[Saved data entries]
◇ ◇ ◇

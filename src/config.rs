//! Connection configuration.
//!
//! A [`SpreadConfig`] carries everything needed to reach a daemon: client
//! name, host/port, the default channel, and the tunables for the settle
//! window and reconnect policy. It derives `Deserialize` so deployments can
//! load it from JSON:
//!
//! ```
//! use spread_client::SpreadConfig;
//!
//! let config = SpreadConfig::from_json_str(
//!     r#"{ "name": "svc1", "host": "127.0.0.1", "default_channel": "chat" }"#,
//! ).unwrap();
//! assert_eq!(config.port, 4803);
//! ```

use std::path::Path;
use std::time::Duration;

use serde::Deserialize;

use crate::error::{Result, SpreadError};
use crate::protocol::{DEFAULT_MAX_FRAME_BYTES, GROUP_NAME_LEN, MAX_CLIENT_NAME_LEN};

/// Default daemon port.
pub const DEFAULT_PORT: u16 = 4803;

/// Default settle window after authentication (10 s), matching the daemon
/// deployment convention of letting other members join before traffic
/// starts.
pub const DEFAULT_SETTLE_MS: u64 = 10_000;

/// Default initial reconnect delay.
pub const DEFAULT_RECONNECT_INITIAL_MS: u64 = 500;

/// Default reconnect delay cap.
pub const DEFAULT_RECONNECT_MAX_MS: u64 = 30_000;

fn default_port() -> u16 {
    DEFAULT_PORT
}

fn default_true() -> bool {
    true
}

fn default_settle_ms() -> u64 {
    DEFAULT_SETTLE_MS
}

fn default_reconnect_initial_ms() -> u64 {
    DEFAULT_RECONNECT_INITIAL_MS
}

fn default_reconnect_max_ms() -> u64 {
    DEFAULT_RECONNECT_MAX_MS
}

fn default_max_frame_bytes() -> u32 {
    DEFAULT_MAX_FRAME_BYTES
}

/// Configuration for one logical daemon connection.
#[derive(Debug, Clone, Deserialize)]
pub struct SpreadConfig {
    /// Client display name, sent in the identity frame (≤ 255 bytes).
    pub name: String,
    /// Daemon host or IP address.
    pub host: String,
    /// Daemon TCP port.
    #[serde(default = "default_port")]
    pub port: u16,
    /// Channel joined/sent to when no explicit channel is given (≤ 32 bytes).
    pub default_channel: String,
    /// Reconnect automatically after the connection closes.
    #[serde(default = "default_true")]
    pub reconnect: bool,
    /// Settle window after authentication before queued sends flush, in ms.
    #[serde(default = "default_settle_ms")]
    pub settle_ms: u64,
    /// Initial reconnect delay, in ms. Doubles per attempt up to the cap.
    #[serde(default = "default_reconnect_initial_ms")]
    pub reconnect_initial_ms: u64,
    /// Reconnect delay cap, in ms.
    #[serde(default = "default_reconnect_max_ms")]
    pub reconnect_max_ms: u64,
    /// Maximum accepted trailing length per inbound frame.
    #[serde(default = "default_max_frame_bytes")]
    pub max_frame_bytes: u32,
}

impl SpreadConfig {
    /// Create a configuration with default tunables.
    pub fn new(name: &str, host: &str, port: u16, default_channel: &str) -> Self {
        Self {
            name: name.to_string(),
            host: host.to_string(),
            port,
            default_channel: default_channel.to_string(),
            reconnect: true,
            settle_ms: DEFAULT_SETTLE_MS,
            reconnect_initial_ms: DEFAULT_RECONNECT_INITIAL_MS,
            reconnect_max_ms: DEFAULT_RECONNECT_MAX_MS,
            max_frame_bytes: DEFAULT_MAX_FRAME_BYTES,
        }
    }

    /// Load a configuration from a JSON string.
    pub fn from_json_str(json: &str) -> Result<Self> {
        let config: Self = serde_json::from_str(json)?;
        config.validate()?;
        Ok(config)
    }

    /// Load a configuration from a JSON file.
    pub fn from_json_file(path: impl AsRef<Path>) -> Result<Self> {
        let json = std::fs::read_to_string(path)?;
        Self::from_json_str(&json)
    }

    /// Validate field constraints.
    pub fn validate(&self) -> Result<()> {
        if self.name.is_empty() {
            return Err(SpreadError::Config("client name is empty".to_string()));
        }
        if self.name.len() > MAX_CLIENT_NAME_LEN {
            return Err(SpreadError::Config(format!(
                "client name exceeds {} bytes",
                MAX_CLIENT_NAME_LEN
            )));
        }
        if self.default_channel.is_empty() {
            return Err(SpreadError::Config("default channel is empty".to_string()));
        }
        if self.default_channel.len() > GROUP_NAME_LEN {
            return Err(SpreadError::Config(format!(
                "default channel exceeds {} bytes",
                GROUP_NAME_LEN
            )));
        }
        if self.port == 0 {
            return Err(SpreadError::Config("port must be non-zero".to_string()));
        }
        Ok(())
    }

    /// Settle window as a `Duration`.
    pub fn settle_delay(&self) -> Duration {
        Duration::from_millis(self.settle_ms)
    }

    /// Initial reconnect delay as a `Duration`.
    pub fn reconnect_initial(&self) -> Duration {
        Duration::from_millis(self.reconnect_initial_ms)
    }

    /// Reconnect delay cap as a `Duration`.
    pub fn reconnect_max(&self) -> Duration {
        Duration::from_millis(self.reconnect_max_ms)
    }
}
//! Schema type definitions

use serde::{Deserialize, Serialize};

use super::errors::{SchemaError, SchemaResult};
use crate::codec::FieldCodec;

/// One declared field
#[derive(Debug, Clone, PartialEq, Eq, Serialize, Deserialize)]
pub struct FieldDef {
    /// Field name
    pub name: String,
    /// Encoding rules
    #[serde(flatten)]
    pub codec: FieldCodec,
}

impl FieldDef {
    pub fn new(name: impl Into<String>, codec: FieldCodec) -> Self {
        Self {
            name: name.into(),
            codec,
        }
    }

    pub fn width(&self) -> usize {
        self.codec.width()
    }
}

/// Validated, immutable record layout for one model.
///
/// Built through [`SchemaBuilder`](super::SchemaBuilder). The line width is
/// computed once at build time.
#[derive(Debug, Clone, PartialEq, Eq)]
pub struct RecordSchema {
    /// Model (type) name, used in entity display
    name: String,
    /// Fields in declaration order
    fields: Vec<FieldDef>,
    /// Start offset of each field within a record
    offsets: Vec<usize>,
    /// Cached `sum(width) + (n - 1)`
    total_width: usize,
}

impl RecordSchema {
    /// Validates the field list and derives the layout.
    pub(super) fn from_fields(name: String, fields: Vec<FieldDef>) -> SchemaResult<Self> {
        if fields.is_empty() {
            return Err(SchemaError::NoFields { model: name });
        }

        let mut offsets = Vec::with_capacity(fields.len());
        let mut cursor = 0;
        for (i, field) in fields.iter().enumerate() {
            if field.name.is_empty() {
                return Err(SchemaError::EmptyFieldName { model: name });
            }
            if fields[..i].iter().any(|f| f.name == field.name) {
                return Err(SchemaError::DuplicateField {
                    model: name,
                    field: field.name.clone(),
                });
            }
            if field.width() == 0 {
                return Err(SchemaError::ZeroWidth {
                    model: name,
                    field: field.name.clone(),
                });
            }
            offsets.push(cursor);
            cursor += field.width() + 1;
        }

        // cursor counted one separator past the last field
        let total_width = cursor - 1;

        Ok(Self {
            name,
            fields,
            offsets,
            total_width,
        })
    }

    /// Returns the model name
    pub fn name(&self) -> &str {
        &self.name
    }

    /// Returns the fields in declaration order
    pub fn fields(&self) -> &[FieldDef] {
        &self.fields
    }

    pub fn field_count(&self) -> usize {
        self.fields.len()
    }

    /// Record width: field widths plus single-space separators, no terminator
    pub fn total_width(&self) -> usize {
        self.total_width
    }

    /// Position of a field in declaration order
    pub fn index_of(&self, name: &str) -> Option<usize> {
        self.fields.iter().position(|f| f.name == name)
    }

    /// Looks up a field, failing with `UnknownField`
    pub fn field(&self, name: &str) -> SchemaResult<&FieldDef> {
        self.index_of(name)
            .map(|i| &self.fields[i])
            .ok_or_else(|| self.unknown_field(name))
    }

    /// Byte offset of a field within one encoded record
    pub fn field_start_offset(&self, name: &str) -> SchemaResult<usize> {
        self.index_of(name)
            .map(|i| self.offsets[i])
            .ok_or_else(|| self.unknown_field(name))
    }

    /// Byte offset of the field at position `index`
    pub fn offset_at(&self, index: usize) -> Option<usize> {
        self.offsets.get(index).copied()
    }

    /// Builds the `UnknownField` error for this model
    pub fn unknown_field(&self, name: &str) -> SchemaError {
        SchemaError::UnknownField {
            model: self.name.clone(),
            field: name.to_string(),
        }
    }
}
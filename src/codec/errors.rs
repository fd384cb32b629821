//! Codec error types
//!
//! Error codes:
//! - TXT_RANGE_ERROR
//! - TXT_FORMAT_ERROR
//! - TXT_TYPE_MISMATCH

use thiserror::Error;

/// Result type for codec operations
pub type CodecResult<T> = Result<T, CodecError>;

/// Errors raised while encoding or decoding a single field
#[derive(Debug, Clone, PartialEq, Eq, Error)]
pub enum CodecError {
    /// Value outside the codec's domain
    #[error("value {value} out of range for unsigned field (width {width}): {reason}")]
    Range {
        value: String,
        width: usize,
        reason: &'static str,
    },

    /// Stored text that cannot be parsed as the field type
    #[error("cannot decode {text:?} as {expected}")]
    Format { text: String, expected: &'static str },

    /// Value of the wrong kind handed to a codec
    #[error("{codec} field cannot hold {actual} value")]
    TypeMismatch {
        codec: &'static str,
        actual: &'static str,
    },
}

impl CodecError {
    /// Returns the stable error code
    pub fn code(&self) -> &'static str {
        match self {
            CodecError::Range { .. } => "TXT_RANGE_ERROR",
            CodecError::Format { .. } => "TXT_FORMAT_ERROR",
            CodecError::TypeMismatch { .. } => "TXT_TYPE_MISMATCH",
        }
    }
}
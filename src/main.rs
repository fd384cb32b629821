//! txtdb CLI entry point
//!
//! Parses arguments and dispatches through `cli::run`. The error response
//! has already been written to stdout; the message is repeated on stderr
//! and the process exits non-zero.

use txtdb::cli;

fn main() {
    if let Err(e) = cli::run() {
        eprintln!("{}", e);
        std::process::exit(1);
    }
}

◇ ◇ ◇

Work task
Exact duplication is required for the lines above, from the line that contains "pub fn reconnect_max(&self)" to the line that contains "#[derive(Debug, Clone, PartialEq, Eq)]", inclusive; omit all others.

Response area
    pub fn reconnect_max(&self) -> Duration {
        Duration::from_millis(self.reconnect_max_ms)
    }
}
//! Schema type definitions

use serde::{Deserialize, Serialize};

use super::errors::{SchemaError, SchemaResult};
use crate::codec::FieldCodec;

/// One declared field
#[derive(Debug, Clone, PartialEq, Eq, Serialize, Deserialize)]
pub struct FieldDef {
    /// Field name
    pub name: String,
    /// Encoding rules
    #[serde(flatten)]
    pub codec: FieldCodec,
}

impl FieldDef {
    pub fn new(name: impl Into<String>, codec: FieldCodec) -> Self {
        Self {
            name: name.into(),
            codec,
        }
    }

    pub fn width(&self) -> usize {
        self.codec.width()
    }
}

/// Validated, immutable record layout for one model.
///
/// Built through [`SchemaBuilder`](super::SchemaBuilder). The line width is
/// computed once at build time.
#[derive(Debug, Clone, PartialEq, Eq)]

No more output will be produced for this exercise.